**Exercise goal**
Could you write out the opening lines of the data, word for word, stopping after the line that contains "in punctuation all"?

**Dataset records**

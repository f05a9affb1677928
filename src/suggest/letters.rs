/*!
# Argset: Letter Sets.
*/

use std::fmt;



#[derive(Debug, Clone, Copy, Default, Eq, Hash, Ord, PartialEq, PartialOrd)]
/// # Letter Set.
///
/// A 27-bit signature recording which of the letters `a..=z` appear in a
/// string (case-insensitively, irrespective of position or count) plus
/// one catch-all bit for anything else (dashes, digits, non-ASCII, etc.).
///
/// This is a pruning key for [`Suggestor`](crate::Suggestor), not an exact
/// filter: anagrams, repeats, and words differing only in punctuation all
/// share a signature.
///
/// ## Examples
///
/// ```
/// use argset::LetterSet;
///
/// // Order and count don't matter.
/// assert_eq!(LetterSet::from("--verbose"), LetterSet::from("--verbos"));
/// assert_eq!(LetterSet::from("stop"), LetterSet::from("POTS"));
///
/// // But the letters themselves do.
/// assert_ne!(LetterSet::from("--verbose"), LetterSet::from("--version"));
/// ```
pub struct LetterSet(u32);

impl From<&str> for LetterSet {
	fn from(src: &str) -> Self {
		Self(src.chars().fold(0, |acc, c| acc | Self::bit(c)))
	}
}

impl fmt::Display for LetterSet {
	/// # Display.
	///
	/// Print the letters present, followed by `*` if the catch-all bit is
	/// set.
	fn fmt(&self, f: &mut fmt::Formatter<'_>) -> fmt::Result {
		for (i, c) in ('a'..='z').enumerate() {
			if 0 != self.0 & (1 << i) { write!(f, "{c}")?; }
		}
		if self.has_other() { f.write_str("*")?; }
		Ok(())
	}
}

impl LetterSet {
	/// # Catch-All Bit.
	const OTHER: u32 = 1 << 26;

	#[must_use]
	/// # Bit.
	///
	/// Return the signature bit for a single character.
	const fn bit(c: char) -> u32 {
		match c {
			'a'..='z' => 1 << (c as u32 - 'a' as u32),
			'A'..='Z' => 1 << (c as u32 - 'A' as u32),
			_ => Self::OTHER,
		}
	}

	#[must_use]
	#[inline]
	/// # Raw Bits.
	pub const fn bits(self) -> u32 { self.0 }

	#[must_use]
	#[inline]
	/// # Is Empty?
	///
	/// Only the empty string has an empty signature.
	pub const fn is_empty(self) -> bool { 0 == self.0 }

	#[must_use]
	#[inline]
	/// # Letter Count.
	///
	/// Return the number of distinct letters present, not counting the
	/// catch-all.
	pub const fn letters(self) -> u32 { (self.0 & ! Self::OTHER).count_ones() }

	#[must_use]
	#[inline]
	/// # Has Other?
	///
	/// Returns `true` if the string contained anything besides ASCII letters.
	pub const fn has_other(self) -> bool { 0 != self.0 & Self::OTHER }
}



#[cfg(test)]
mod test {
	use super::*;

	#[test]
	fn t_bit() {
		// Each letter gets its own bit, shared between cases.
		let mut seen = 0_u32;
		for (lower, upper) in ('a'..='z').zip('A'..='Z') {
			let bit = LetterSet::bit(lower);
			assert_eq!(bit, LetterSet::bit(upper), "Case mismatch for {lower}.");
			assert_eq!(bit.count_ones(), 1);
			assert_eq!(seen & bit, 0, "Bit collision for {lower}.");
			seen |= bit;
		}
		assert_eq!(seen.count_ones(), 26);

		// Everything else lands in the catch-all.
		for c in ['-', '_', '0', '9', ' ', 'ö', 'ß', '\0'] {
			assert_eq!(LetterSet::bit(c), LetterSet::OTHER, "Bad bit for {c:?}.");
		}
	}

	#[test]
	fn t_letter_set() {
		let empty = LetterSet::from("");
		assert!(empty.is_empty());
		assert_eq!(empty, LetterSet::default());
		assert_eq!(empty.to_string(), "");

		let set = LetterSet::from("--Verbose");
		assert!(! set.is_empty());
		assert!(set.has_other());
		assert_eq!(set.letters(), 6);
		assert_eq!(set.to_string(), "beorsv*");

		// No punctuation, no catch-all.
		let set = LetterSet::from("abba");
		assert!(! set.has_other());
		assert_eq!(set.letters(), 2);
		assert_eq!(set.bits(), 0b11);

		// Dashes vs digits are indistinguishable.
		assert_eq!(LetterSet::from("-x"), LetterSet::from("x9"));
	}
}
/*!
# Argset: Flag Sets.

This module contains [`FlagSet`], the registry that owns every flag
definition for a given parse, along with the typed handles used to read
them back out.

Definitions live in a flat arena inside the set. Handles are just indexes
into that arena (tagged with the id of the owning set), and aliases point
at earlier indexes, so every alias chain is finite by construction.
*/

mod kind;
mod parse;

pub use kind::{
	FlagKind,
	FlagValue,
};
pub use parse::ParseReport;

use crate::{
	FlagError,
	Suggestor,
};
use kind::Value;
use std::{
	collections::BTreeMap,
	sync::atomic::{
		AtomicU32,
		Ordering::Relaxed,
	},
};
use tracing::debug;



/// # Set Counter.
///
/// Each set gets its own id so handles can't wander between them.
static NEXT_SET: AtomicU32 = AtomicU32::new(0);



#[derive(Debug, Clone, Copy, Default, Eq, Hash, Ord, PartialEq, PartialOrd)]
/// # Flag State.
///
/// Whether or not a flag turned up during parsing.
pub enum FlagState {
	#[default]
	/// # Not Yet Evaluated.
	///
	/// The set hasn't been parsed yet.
	Pending,

	/// # Observed and Set.
	///
	/// The flag (or an alias of it) was present.
	Set,

	/// # Observed and Absent.
	///
	/// The set was parsed, but the flag never came up.
	Absent,
}



#[derive(Debug, Clone, Copy, Eq, Hash, Ord, PartialEq, PartialOrd)]
/// # Flag ID.
///
/// An untyped reference to a definition within a [`FlagSet`]. All of the
/// typed handles convert into one of these.
pub struct FlagId {
	/// # Owning Set.
	set: u32,

	/// # Arena Index.
	idx: usize,
}

/// # Helper: Typed Handles.
macro_rules! handle {
	($($name:ident $title:literal,)+) => ($(
		#[derive(Debug, Clone, Copy, Eq, Hash, Ord, PartialEq, PartialOrd)]
		#[doc = concat!("# ", $title, " Flag Handle.")]
		///
		/// This is returned by the corresponding [`FlagSet`] registration
		/// method, and can be used to query the flag after parsing.
		///
		/// ## Panics
		///
		/// The query methods panic if passed a set other than the one the
		/// handle was created by.
		pub struct $name(FlagId);

		impl From<$name> for FlagId {
			#[inline]
			fn from(src: $name) -> Self { src.0 }
		}

		impl $name {
			#[must_use]
			#[inline]
			/// # ID.
			pub const fn id(self) -> FlagId { self.0 }

			#[must_use]
			#[inline]
			/// # Name.
			///
			/// Return the name this handle was registered under.
			pub fn name(self, set: &FlagSet) -> &str { set.name(self.0) }

			#[must_use]
			#[inline]
			/// # State.
			pub fn state(self, set: &FlagSet) -> FlagState { set.state(self.0) }

			#[must_use]
			#[inline]
			/// # Is Set?
			///
			/// Returns `true` if the flag (or an alias of it) was present in
			/// the parsed arguments.
			pub fn is_set(self, set: &FlagSet) -> bool { set.is_set(self.0) }
		}
	)+);
}

handle!(
	SingleFlag "Single",
	MultiFlag "Multi",
	SwitchFlag "Switch",
	AliasFlag "Alias",
);

impl SingleFlag {
	#[must_use]
	/// # Value.
	///
	/// Return the parsed value, or the default if none was parsed.
	pub fn value(self, set: &FlagSet) -> Option<&str> {
		set.value(self.0).as_single()
	}
}

impl MultiFlag {
	#[must_use]
	/// # Values.
	///
	/// Return the parsed values, or the defaults if none were parsed.
	pub fn value(self, set: &FlagSet) -> &[String] {
		set.value(self.0).as_multi().unwrap_or_default()
	}
}

impl SwitchFlag {
	#[must_use]
	/// # Value.
	///
	/// Return `true` if the switch was present, otherwise the default.
	pub fn value(self, set: &FlagSet) -> bool {
		set.value(self.0).as_switch().unwrap_or_default()
	}
}

impl AliasFlag {
	#[must_use]
	/// # Value.
	///
	/// Return the value of the flag this alias ultimately resolves to.
	pub fn value(self, set: &FlagSet) -> FlagValue<'_> { set.value(self.0) }

	#[must_use]
	/// # Target.
	///
	/// Return the flag this alias directly points to, which might be
	/// another alias.
	pub fn target(self, set: &FlagSet) -> FlagId {
		match set.node(self.0).value {
			Value::Alias(idx) => FlagId { set: set.id, idx },
			_ => self.0,
		}
	}
}



#[derive(Debug, Clone)]
/// # Flag Node.
struct Node {
	/// # Name.
	name: Box<str>,

	/// # Parse State.
	state: FlagState,

	/// # Payload.
	value: Value,
}



#[derive(Debug)]
/// # Flag Set.
///
/// A `FlagSet` owns the flags you register with it, the bookkeeping needed to
/// match them by name, and (after parsing) any tokens that didn't match
/// anything.
///
/// Flags come in three flavors, plus aliases:
/// * [`FlagSet::single`]: takes the next token as its value;
/// * [`FlagSet::multi`]: takes every token up to the next flag;
/// * [`FlagSet::switch`]: a boolean, `true` if present;
/// * [`FlagSet::alias`]: an alternative name for any of the above (or another alias);
///
/// Name matching is exact and case-sensitive. Approximate matching is left
/// to [`Suggestor`].
///
/// Sets are strictly three-phase: register, [parse](FlagSet::parse) once,
/// then read.
///
/// ## Examples
///
/// ```
/// use argset::{ArgVec, FlagSet};
///
/// let mut set = FlagSet::new();
/// let files = set.multi("--files").unwrap();
/// let verbose = set.switch("--verbose").unwrap();
/// let v = set.alias("-v", verbose).unwrap();
///
/// let args: ArgVec = ["app", "--files", "a.txt", "b.txt", "-v"]
///     .into_iter()
///     .collect();
/// set.parse(&args).unwrap();
///
/// assert_eq!(files.value(&set), ["a.txt", "b.txt"]);
/// assert!(verbose.value(&set));
/// assert!(v.is_set(&set));
/// assert!(set.unmatched().is_empty());
/// ```
pub struct FlagSet {
	/// # Set ID.
	id: u32,

	/// # Definitions.
	nodes: Vec<Node>,

	/// # Name Index.
	names: BTreeMap<Box<str>, usize>,

	/// # Unmatched Tokens.
	unmatched: Vec<String>,

	/// # Parsed?
	parsed: bool,
}

impl Default for FlagSet {
	#[inline]
	fn default() -> Self { Self::new() }
}

impl FlagSet {
	#[must_use]
	/// # New.
	pub fn new() -> Self {
		Self {
			id: NEXT_SET.fetch_add(1, Relaxed),
			nodes: Vec::new(),
			names: BTreeMap::new(),
			unmatched: Vec::new(),
			parsed: false,
		}
	}
}

impl FlagSet {
	/// # Register Single.
	///
	/// Add a flag that takes one value, with no default.
	///
	/// ## Errors
	///
	/// This will return an error if the name is invalid or already taken, or
	/// the set has already been parsed.
	pub fn single(&mut self, name: &str) -> Result<SingleFlag, FlagError> {
		self.insert(name, Value::Single(None)).map(SingleFlag)
	}

	/// # Register Single (With Default).
	///
	/// Add a flag that takes one value, falling back to `default`.
	///
	/// ## Errors
	///
	/// This will return an error if the name is invalid or already taken, or
	/// the set has already been parsed.
	pub fn single_with<S: Into<String>>(&mut self, name: &str, default: S)
	-> Result<SingleFlag, FlagError> {
		self.insert(name, Value::Single(Some(default.into()))).map(SingleFlag)
	}

	/// # Register Multi.
	///
	/// Add a flag that takes any number of values, with no defaults.
	///
	/// ## Errors
	///
	/// This will return an error if the name is invalid or already taken, or
	/// the set has already been parsed.
	pub fn multi(&mut self, name: &str) -> Result<MultiFlag, FlagError> {
		self.insert(name, Value::Multi(Vec::new())).map(MultiFlag)
	}

	/// # Register Multi (With Defaults).
	///
	/// Add a flag that takes any number of values, falling back to
	/// `defaults`.
	///
	/// ## Errors
	///
	/// This will return an error if the name is invalid or already taken, or
	/// the set has already been parsed.
	pub fn multi_with<I, S>(&mut self, name: &str, defaults: I)
	-> Result<MultiFlag, FlagError>
	where I: IntoIterator<Item=S>, S: Into<String> {
		let defaults = defaults.into_iter().map(Into::into).collect();
		self.insert(name, Value::Multi(defaults)).map(MultiFlag)
	}

	/// # Register Switch.
	///
	/// Add a boolean flag, `false` by default.
	///
	/// ## Errors
	///
	/// This will return an error if the name is invalid or already taken, or
	/// the set has already been parsed.
	pub fn switch(&mut self, name: &str) -> Result<SwitchFlag, FlagError> {
		self.switch_with(name, false)
	}

	/// # Register Switch (With Default).
	///
	/// Add a boolean flag with an explicit default. Note that presence always
	/// sets it `true`; there's no way to switch a switch off.
	///
	/// ## Errors
	///
	/// This will return an error if the name is invalid or already taken, or
	/// the set has already been parsed.
	pub fn switch_with(&mut self, name: &str, default: bool)
	-> Result<SwitchFlag, FlagError> {
		self.insert(name, Value::Switch(default)).map(SwitchFlag)
	}

	/// # Register Switches.
	///
	/// Add several boolean flags at once, returning their handles in the
	/// same order.
	///
	/// ## Errors
	///
	/// This will return the first error encountered; any switches registered
	/// before it remain registered.
	pub fn switches<'a, I>(&mut self, names: I) -> Result<Vec<SwitchFlag>, FlagError>
	where I: IntoIterator<Item=&'a str> {
		names.into_iter().map(|n| self.switch(n)).collect()
	}

	/// # Register Alias.
	///
	/// Add an alternative name for an existing flag. The target can be any
	/// handle from this set, including another alias.
	///
	/// ## Examples
	///
	/// ```
	/// use argset::FlagSet;
	///
	/// let mut set = FlagSet::new();
	/// let help = set.switch("--help").unwrap();
	/// let h = set.alias("-h", help).unwrap();
	///
	/// // Aliases of aliases are fine too.
	/// assert!(set.alias("-?", h).is_ok());
	///
	/// // But names still have to be unique.
	/// assert!(set.alias("--help", help).is_err());
	/// ```
	///
	/// ## Errors
	///
	/// This will return an error if the name is invalid or already taken, the
	/// target belongs to a different set, or the set has already been parsed.
	pub fn alias<T: Into<FlagId>>(&mut self, name: &str, target: T)
	-> Result<AliasFlag, FlagError> {
		let target = target.into();
		if target.set != self.id || self.nodes.len() <= target.idx {
			return Err(FlagError::ForeignFlag(name.to_owned()));
		}
		self.insert(name, Value::Alias(target.idx)).map(AliasFlag)
	}

	/// # Insert.
	fn insert(&mut self, name: &str, value: Value) -> Result<FlagId, FlagError> {
		if self.parsed { return Err(FlagError::Parsed); }
		if ! valid_name(name) { return Err(FlagError::InvalidKey(name.to_owned())); }
		if self.names.contains_key(name) {
			return Err(FlagError::DuplicateKey(name.to_owned()));
		}

		let idx = self.nodes.len();
		let alias = matches!(value, Value::Alias(_));
		debug!(flag = name, idx, alias, "registered flag");

		let name: Box<str> = Box::from(name);
		self.names.insert(name.clone(), idx);
		self.nodes.push(Node {
			name,
			state: FlagState::Pending,
			value,
		});

		Ok(FlagId { set: self.id, idx })
	}
}

impl FlagSet {
	#[must_use]
	#[inline]
	/// # Length.
	///
	/// Return the number of registered names, aliases included.
	pub fn len(&self) -> usize { self.nodes.len() }

	#[must_use]
	#[inline]
	/// # Is Empty?
	pub fn is_empty(&self) -> bool { self.nodes.is_empty() }

	#[must_use]
	#[inline]
	/// # Parsed?
	pub const fn is_parsed(&self) -> bool { self.parsed }

	/// # Names.
	///
	/// Iterate over every registered name, aliases included, in
	/// registration order.
	pub fn names(&self) -> impl Iterator<Item=&str> {
		self.nodes.iter().map(|n| &*n.name)
	}

	#[must_use]
	/// # Find By Name.
	///
	/// Return the id registered under `name`, if any. No aliases are
	/// resolved; see [`FlagSet::resolve`] for that.
	pub fn find(&self, name: &str) -> Option<FlagId> {
		self.names.get(name).map(|&idx| FlagId { set: self.id, idx })
	}

	#[must_use]
	#[inline]
	/// # Unmatched Tokens.
	///
	/// Return the tokens that were neither flags nor flag values, in the
	/// order they were encountered. This is empty until the set is parsed.
	pub fn unmatched(&self) -> &[String] { &self.unmatched }

	#[must_use]
	/// # Suggestor.
	///
	/// Build a [`Suggestor`] from every registered name, for "did you mean"
	/// purposes.
	pub fn suggestor(&self) -> Suggestor { self.names().collect() }
}

impl FlagSet {
	#[must_use]
	/// # Resolve.
	///
	/// Follow any aliases and return the id of the concrete flag at the end
	/// of the chain. Non-aliases resolve to themselves.
	///
	/// ## Panics
	///
	/// This will panic if the id belongs to a different set.
	pub fn resolve<T: Into<FlagId>>(&self, id: T) -> FlagId {
		let id = id.into();
		let _ = self.node(id);
		FlagId { set: self.id, idx: self.resolve_idx(id.idx).0 }
	}

	#[must_use]
	/// # Is Alias?
	///
	/// ## Panics
	///
	/// This will panic if the id belongs to a different set.
	pub fn is_alias<T: Into<FlagId>>(&self, id: T) -> bool {
		matches!(self.node(id.into()).value, Value::Alias(_))
	}

	#[must_use]
	/// # Kind.
	///
	/// Return the kind of the flag, resolving aliases as needed.
	///
	/// ## Panics
	///
	/// This will panic if the id belongs to a different set.
	pub fn kind<T: Into<FlagId>>(&self, id: T) -> FlagKind {
		let id = id.into();
		let _ = self.node(id);
		self.resolve_idx(id.idx).1
	}

	#[must_use]
	/// # Name.
	///
	/// Return the name registered for the id. Aliases are _not_ resolved.
	///
	/// ## Panics
	///
	/// This will panic if the id belongs to a different set.
	pub fn name<T: Into<FlagId>>(&self, id: T) -> &str { &self.node(id.into()).name }

	#[must_use]
	/// # State.
	///
	/// Return the parse state of the flag, resolving aliases as needed.
	///
	/// ## Panics
	///
	/// This will panic if the id belongs to a different set.
	pub fn state<T: Into<FlagId>>(&self, id: T) -> FlagState {
		self.resolved(id.into()).state
	}

	#[must_use]
	#[inline]
	/// # Is Set?
	///
	/// ## Panics
	///
	/// This will panic if the id belongs to a different set.
	pub fn is_set<T: Into<FlagId>>(&self, id: T) -> bool {
		FlagState::Set == self.state(id)
	}

	#[must_use]
	/// # Value.
	///
	/// Return the current value of the flag, resolving aliases as needed.
	///
	/// ## Panics
	///
	/// This will panic if the id belongs to a different set.
	pub fn value<T: Into<FlagId>>(&self, id: T) -> FlagValue<'_> {
		// Resolution never stops on an alias, but just in case, an empty
		// single is as good an answer as any.
		self.resolved(id.into()).value.as_flag_value()
			.unwrap_or(FlagValue::Single(None))
	}
}

impl FlagSet {
	/// # Node.
	///
	/// ## Panics
	///
	/// This will panic if the id belongs to a different set.
	fn node(&self, id: FlagId) -> &Node {
		assert!(
			id.set == self.id && id.idx < self.nodes.len(),
			"Flag handles cannot be used with other sets.",
		);
		&self.nodes[id.idx]
	}

	/// # Resolved Node.
	fn resolved(&self, id: FlagId) -> &Node {
		let _ = self.node(id);
		&self.nodes[self.resolve_idx(id.idx).0]
	}

	/// # Resolve Index.
	///
	/// Chase aliases down to a concrete node, returning its index and kind.
	///
	/// Alias targets always have lower indexes than the aliases themselves,
	/// so the chain can't loop.
	fn resolve_idx(&self, mut idx: usize) -> (usize, FlagKind) {
		loop {
			match self.nodes[idx].value {
				Value::Single(_) => return (idx, FlagKind::Single),
				Value::Multi(_) => return (idx, FlagKind::Multi),
				Value::Switch(_) => return (idx, FlagKind::Switch),
				Value::Alias(next) => { idx = next; },
			}
		}
	}
}



/// # Valid Name?
///
/// Names can be anything other than empty or whitespace-y.
fn valid_name(name: &str) -> bool {
	! name.is_empty() && ! name.chars().any(char::is_whitespace)
}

**Response to the exercise**
repository f05a9affb1677928
filename src/suggest/letters.rs
/*!
# Argset: Letter Sets.
*/

use std::fmt;



#[derive(Debug, Clone, Copy, Default, Eq, Hash, Ord, PartialEq, PartialOrd)]
/// # Letter Set.
///
/// A 27-bit signature recording which of the letters `a..=z` appear in a
/// string (case-insensitively, irrespective of position or count) plus
/// one catch-all bit for anything else (dashes, digits, non-ASCII, etc.).
///
/// This is a pruning key for [`Suggestor`](crate::Suggestor), not an exact
/// filter: anagrams, repeats, and words differing only in punctuation all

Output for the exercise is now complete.